I never wanted to take the Oxy in the first place but she messed up so often with my doses of methadone and duragesic patches that somehow it was decided that she would try to give the oxy a try.
It has become the first med that has helped me. As a matter of fact beofre I was taking it I could bearely get through one day. I used to be very athletic and was in great shape. After my surgery it all wnet down hill. Now I have scar tissue pressing on my nerve that has caused more pain than even before the surgery. It has been a nightmare. So when I actually was able to work out two weeks ago (three times in one week) I was so happy. But then they decided to lower my dose and screwed me up. Not only that but she was only giving me 5 mgs of vicodin for the breakthrough pain. That was seriously a joke.
Anyway, so here I am sitting here again wondering what the heck happened. I understand that oxy has a social stigma attached to it, but what I can not understand is why pain doesn't have that same stigma? My life has been completely changed since my back surgery and I am so fearful that it will never feel normal again. I am so sad, so much and it seems like nothing is going to help me.
I do not even care about fighting for the pain meds anymore. It is to exhausting and I just can not take it anymore. The really difficult part is tryiong to convince my doctors that I am now experiencing withdrawl symptoms. I can not imagine anything getting worse right now.
Well except I just received a lay off letter from the college I work at. Apparently the grant that funds my position has been cut. It was a state grant that has been cut by our new govenor. There are 7 of us that lost our jobs but I feel so out of the loop since I have been on disability since Novemeber.

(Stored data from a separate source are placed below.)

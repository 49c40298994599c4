//! Shared UI components: status bar, loading spinner, and popups.
//!
use ratatui::Frame;
use ratatui::layout::Rect;
use ratatui::style::{Modifier, Style};
use ratatui::text::{Line, Span};
use ratatui::widgets::{Block, Borders, Clear, Paragraph, Wrap};

use crate::app::keymap::{KeyAction, format_action};
use crate::app::view::Phase;
use crate::app::{AppState, InputMode, ModalState};

const SPINNER_FRAMES: [&str; 10] = ["⠋", "⠙", "⠹", "⠸", "⠼", "⠴", "⠦", "⠧", "⠇", "⠏"];

pub fn spinner_frame(tick: usize) -> &'static str {
    SPINNER_FRAMES[tick % SPINNER_FRAMES.len()]
}

/// Render the bottom status bar with mode, phase and counts.
pub fn render_status_bar(f: &mut Frame, area: Rect, app: &AppState) {
    let mode = match app.input_mode {
        InputMode::Normal => "NORMAL",
        InputMode::Search => "SEARCH",
        InputMode::Modal => "MODAL",
    };
    let phase = match app.view.phase() {
        Phase::Idle => "idle",
        Phase::Loading => "loading",
        Phase::Exhausted => "exhausted",
    };
    let msg = format!(
        "mode: {mode}  {phase}  users:{}  roles:{}  row:{}  rows/page:{}",
        app.view.users().len(),
        app.view.roles().len(),
        app.selected_user_index + 1,
        app.rows_per_page,
    );
    let style = Style::default()
        .fg(app.theme.status_fg)
        .bg(app.theme.status_bg);
    f.render_widget(Paragraph::new(msg).style(style), area);
}

/// Dimmed overlay over the whole table while a page is loading; the rows
/// underneath are hidden until the page settles.
pub fn render_spinner(f: &mut Frame, area: Rect, app: &AppState) {
    let block = Block::default()
        .borders(Borders::ALL)
        .border_style(Style::default().fg(app.theme.muted))
        .style(Style::default().fg(app.theme.muted).bg(app.theme.status_bg));
    let inner = block.inner(area);
    f.render_widget(Clear, area);
    f.render_widget(block, area);

    let label = Paragraph::new(format!("{} 加载中...", spinner_frame(app.tick)))
        .centered()
        .style(
            Style::default()
                .fg(app.theme.highlight_fg)
                .add_modifier(Modifier::BOLD),
        );
    f.render_widget(label, centered_rect(inner.width, 1, inner));
}

/// Compute a rectangle centered within `area` with a maximum size.
pub fn centered_rect(width: u16, height: u16, area: Rect) -> Rect {
    let x = area.x + area.width.saturating_sub(width) / 2;
    let y = area.y + area.height.saturating_sub(height) / 2;
    Rect {
        x,
        y,
        width: width.min(area.width),
        height: height.min(area.height),
    }
}

pub fn render_modal(f: &mut Frame, area: Rect, app: &AppState, state: &ModalState) {
    match state {
        ModalState::Help => render_help_modal(f, area, app),
        ModalState::Error { message } => {
            render_message_modal(f, area, app, "Error", message, app.theme.error)
        }
    }
}

fn render_message_modal(
    f: &mut Frame,
    area: Rect,
    app: &AppState,
    title: &str,
    message: &str,
    border: ratatui::style::Color,
) {
    // Wide enough for most backend errors; long text wraps
    let max_w = area.width.saturating_sub(6).max(30);
    let width = 60u16.min(max_w);
    let per_line = width.saturating_sub(4).max(10);
    let approx_lines = (message.chars().count() as u16 / per_line).max(1);
    let max_h = area.height.saturating_sub(6).max(5);
    let height = (approx_lines + 4).min(max_h).max(5);
    let rect = centered_rect(width, height, area);
    let hint = Style::default()
        .fg(app.theme.muted)
        .add_modifier(Modifier::ITALIC);
    let body = vec![
        Line::raw(message.to_string()),
        Line::raw(""),
        Line::from(Span::styled("Esc / Enter", hint)),
    ];
    let p = Paragraph::new(body).wrap(Wrap { trim: false }).block(
        Block::default()
            .title(title.to_string())
            .borders(Borders::ALL)
            .border_style(Style::default().fg(border)),
    );
    f.render_widget(Clear, rect);
    f.render_widget(p, rect);
}

/// Help lists the configured keys for each action.
fn render_help_modal(f: &mut Frame, area: Rect, app: &AppState) {
    let entries = [
        (KeyAction::MoveDown, "下一行 (到底部时加载更多)"),
        (KeyAction::MoveUp, "上一行"),
        (KeyAction::PageDown, "下一页"),
        (KeyAction::PageUp, "上一页"),
        (KeyAction::First, "第一行"),
        (KeyAction::Last, "最后一行"),
        (KeyAction::RoleLeft, "上一个角色"),
        (KeyAction::RoleRight, "下一个角色"),
        (KeyAction::ToggleRole, "切换角色"),
        (KeyAction::StartSearch, "按手机号搜索"),
        (KeyAction::Refresh, "刷新"),
        (KeyAction::Quit, "退出"),
    ];
    let mut lines = Vec::with_capacity(entries.len() + 2);
    for (action, label) in entries {
        let keys = app.keymap.keys_for(action).join(", ");
        let name = format!("{:>12}  ", format_action(action));
        lines.push(Line::from(vec![
            Span::styled(name, Style::default().fg(app.theme.title)),
            Span::styled(keys, Style::default().add_modifier(Modifier::ITALIC)),
            Span::raw(format!("  {label}")),
        ]));
    }
    lines.push(Line::raw(""));
    let hint = Span::styled("Esc / Enter", Style::default().fg(app.theme.muted));
    lines.push(Line::from(hint));

    let width = 64u16.min(area.width.saturating_sub(4)).max(40);
    let height = (lines.len() as u16 + 2).min(area.height);
    let rect = centered_rect(width, height, area);
    let p = Paragraph::new(lines).block(
        Block::default()
            .title("Help")
            .borders(Borders::ALL)
            .border_style(Style::default().fg(app.theme.border)),
    );
    f.render_widget(Clear, rect);
    f.render_widget(p, rect);
}
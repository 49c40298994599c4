//! Phone-number search: the filter type and the glue that submits the
//! search field to the view.
use crate::app::view::UserGateway;
use crate::app::{AppState, InputMode};
use crate::service::UserRecord;

/// Search constraint for the next page fetch: exact phone-number match.
#[derive(Clone, Debug, PartialEq, Eq)]
pub struct PhoneFilter {
    pub phone: String,
}

impl PhoneFilter {
    /// Build a filter from the submitted text as typed; only an empty
    /// submission means no constraint.
    pub fn from_input(input: &str) -> Option<Self> {
        if input.is_empty() {
            None
        } else {
            Some(Self {
                phone: input.to_string(),
            })
        }
    }

    pub fn matches(&self, user: &UserRecord) -> bool {
        user.mobile_phone_number == self.phone
    }
}

/// Submit the search field: hand the query to the view and leave search mode.
///
/// The selection is reset because the view clears the list before fetching.
pub fn apply_search(app: &mut AppState, gateway: &impl UserGateway) {
    if app.input_mode != InputMode::Search {
        return;
    }
    let query = std::mem::take(&mut app.search_query);
    if app.view.search(&query, gateway) {
        app.selected_user_index = 0;
        app.selected_role_index = 0;
    }
    app.input_mode = InputMode::Normal;
}
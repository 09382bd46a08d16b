use std::sync::Arc;

use async_trait::async_trait;
use vellum_types::PartitionUri;

use crate::authority::{Authority, AuthorityConfig, SchemeModule};
use crate::backend::AuthorityConnection;
use crate::error::{AuthorityError, AuthorityResult};

/// Scheme whose partitions are authoritative for themselves.
pub const LOCAL_SCHEME: &str = "vellum-local";

/// Scheme module for `vellum-local` partitions.
///
/// Its authorities have no remote side: the local partition log confirms
/// its own commands.
#[derive(Clone, Copy, Debug, Default)]
pub struct LocalSchemeModule;

impl SchemeModule for LocalSchemeModule {
    fn scheme(&self) -> &str {
        LOCAL_SCHEME
    }

    fn create_authority(&self, authority_uri: &str, _config: &AuthorityConfig) -> AuthorityResult<Arc<dyn Authority>> {
        Ok(Arc::new(LocalAuthority {
            authority_uri: authority_uri.to_string(),
        }))
    }
}

#[derive(Debug)]
struct LocalAuthority {
    authority_uri: String,
}

#[async_trait]
impl Authority for LocalAuthority {
    fn authority_uri(&self) -> &str {
        &self.authority_uri
    }

    fn is_local(&self) -> bool {
        true
    }

    async fn connect_partition(&self, _partition: &PartitionUri) -> AuthorityResult<Arc<dyn AuthorityConnection>> {
        Err(AuthorityError::NotRemote(self.authority_uri.clone()))
    }
}
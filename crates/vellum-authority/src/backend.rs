use std::fmt;
use std::sync::Arc;

use async_trait::async_trait;
use bytes::Bytes;
use serde_json::Value;
use tokio::sync::broadcast;
use vellum_types::{BlobId, Event, EventId, MediaId, MediaInfo, PartitionUri};

use crate::error::AuthorityResult;
use crate::retriever::ContentRetriever;

/// Applies a narrated event to external state and returns the resulting
/// state fragment. Must be idempotent under replay.
pub type EventCallback = Arc<dyn Fn(&Event) -> Value + Send + Sync>;

/// Options for narrating a partition's history.
#[derive(Clone)]
pub struct NarrateOptions {
    /// Explicit events to narrate first, in event id order.
    pub event_log: Option<Vec<Event>>,
    /// Retriever for the content of narrated media.
    pub retrieve_media_content: Option<Arc<dyn ContentRetriever>>,
    /// Receives every narrated truth.
    pub callback: Option<EventCallback>,
    pub first_event_id: Option<EventId>,
    /// Inclusive upper bound of the narrated range.
    pub last_event_id: Option<EventId>,
    /// Receives queued commands. Commands are narrated only when set.
    pub command_callback: Option<EventCallback>,
    /// Fail the narration when the latest content of a media cannot be
    /// retrieved.
    pub require_latest_media_contents: bool,
    pub dont_remote_narrate: bool,
}

impl Default for NarrateOptions {
    fn default() -> Self {
        Self {
            event_log: None,
            retrieve_media_content: None,
            callback: None,
            first_event_id: None,
            last_event_id: None,
            command_callback: None,
            require_latest_media_contents: true,
            dont_remote_narrate: false,
        }
    }
}

impl NarrateOptions {
    pub fn with_callback(mut self, callback: impl Fn(&Event) -> Value + Send + Sync + 'static) -> Self {
        self.callback = Some(Arc::new(callback));
        self
    }

    pub fn with_command_callback(
        mut self,
        callback: impl Fn(&Event) -> Value + Send + Sync + 'static,
    ) -> Self {
        self.command_callback = Some(Arc::new(callback));
        self
    }

    pub fn with_event_log(mut self, events: Vec<Event>) -> Self {
        self.event_log = Some(events);
        self
    }

    pub fn with_range(mut self, first: Option<EventId>, last: Option<EventId>) -> Self {
        self.first_event_id = first;
        self.last_event_id = last;
        self
    }

    pub fn with_retriever(mut self, retriever: Arc<dyn ContentRetriever>) -> Self {
        self.retrieve_media_content = Some(retriever);
        self
    }
}

impl fmt::Debug for NarrateOptions {
    fn fmt(&self, f: &mut fmt::Formatter<'_>) -> fmt::Result {
        f.debug_struct("NarrateOptions")
            .field("event_log", &self.event_log.as_ref().map(Vec::len))
            .field("retrieve_media_content", &self.retrieve_media_content.is_some())
            .field("callback", &self.callback.is_some())
            .field("first_event_id", &self.first_event_id)
            .field("last_event_id", &self.last_event_id)
            .field("command_callback", &self.command_callback.is_some())
            .field("require_latest_media_contents", &self.require_latest_media_contents)
            .field("dont_remote_narrate", &self.dont_remote_narrate)
            .finish()
    }
}

/// What a narration delivered, keyed by the partition's event ids.
#[derive(Clone, Debug, Default, PartialEq)]
pub struct Narration {
    pub truths: Vec<(EventId, Event)>,
    pub commands: Vec<(EventId, Event)>,
}

impl Narration {
    pub fn len(&self) -> usize {
        self.truths.len() + self.commands.len()
    }

    pub fn is_empty(&self) -> bool {
        self.truths.is_empty() && self.commands.is_empty()
    }

    /// Highest event id among narrated truths and commands.
    pub fn last_event_id(&self) -> Option<EventId> {
        let truth = self.truths.last().map(|(id, _)| *id);
        let command = self.commands.last().map(|(id, _)| *id);
        truth.max(command)
    }

    pub fn extend(&mut self, other: Narration) {
        self.truths.extend(other.truths);
        self.commands.extend(other.commands);
    }
}

/// Read side shared by everything that can serve a partition.
#[async_trait]
pub trait PartitionBackend: Send + Sync {
    fn partition_uri(&self) -> &PartitionUri;

    /// Narrate authorized history in the requested range.
    async fn narrate(&self, opts: &NarrateOptions) -> AuthorityResult<Narration>;

    async fn read_media_content(&self, media_id: &MediaId, info: &MediaInfo) -> AuthorityResult<Option<Bytes>>;

    async fn get_media_url(&self, media_id: &MediaId, info: &MediaInfo) -> AuthorityResult<Option<String>>;

    /// Store `content` upstream and return its blob id.
    async fn prepare_blob(&self, content: Bytes) -> AuthorityResult<BlobId>;
}

/// A connection to the remote authority of one partition.
#[async_trait]
pub trait AuthorityConnection: PartitionBackend {
    /// Submit a claimed command. Returns the truth the authority recorded.
    async fn chronicle(&self, command: &Event) -> AuthorityResult<Event>;

    /// Truths authorized from now on, in event id order.
    fn subscribe_truths(&self) -> broadcast::Receiver<Event>;

    /// Retriever for media content stored by this authority.
    fn content_retriever(&self) -> Arc<dyn ContentRetriever>;
}
use std::path::PathBuf;

/// Errors from local storage operations.
#[derive(Debug, thiserror::Error)]
pub enum StoreError {
    /// I/O error from the underlying storage backend.
    #[error("I/O error: {0}")]
    Io(#[from] std::io::Error),

    /// Serialization or deserialization failure.
    #[error("serialization error: {0}")]
    Serialization(String),

    /// The journal file could not be replaced during compaction.
    #[error("failed to persist compacted journal at {path}: {reason}")]
    Compaction { path: PathBuf, reason: String },

    /// A blocking storage task panicked or was cancelled.
    #[error("storage task failed: {0}")]
    Task(String),
}

/// Result alias for store operations.
pub type StoreResult<T> = Result<T, StoreError>;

Going back to work and working with my students again was one of the only things that kept me working so hard at feeling better. So now that it has been taken away I feel even worse. Now what do I do? No one will want to hire me like this and it is not likely I will be feeling well enough any time soon to start looking for another job. I was supposed to start law school this year but I had to put it off for what I thought would only be one year. I had no idea I would be sufdfering so much this long after my surgery.
Sorry for giving my little pity story but it seems sometimes like no one else in my life understands how I feel, except for those of you that have either experienced the opain or are still going through it now.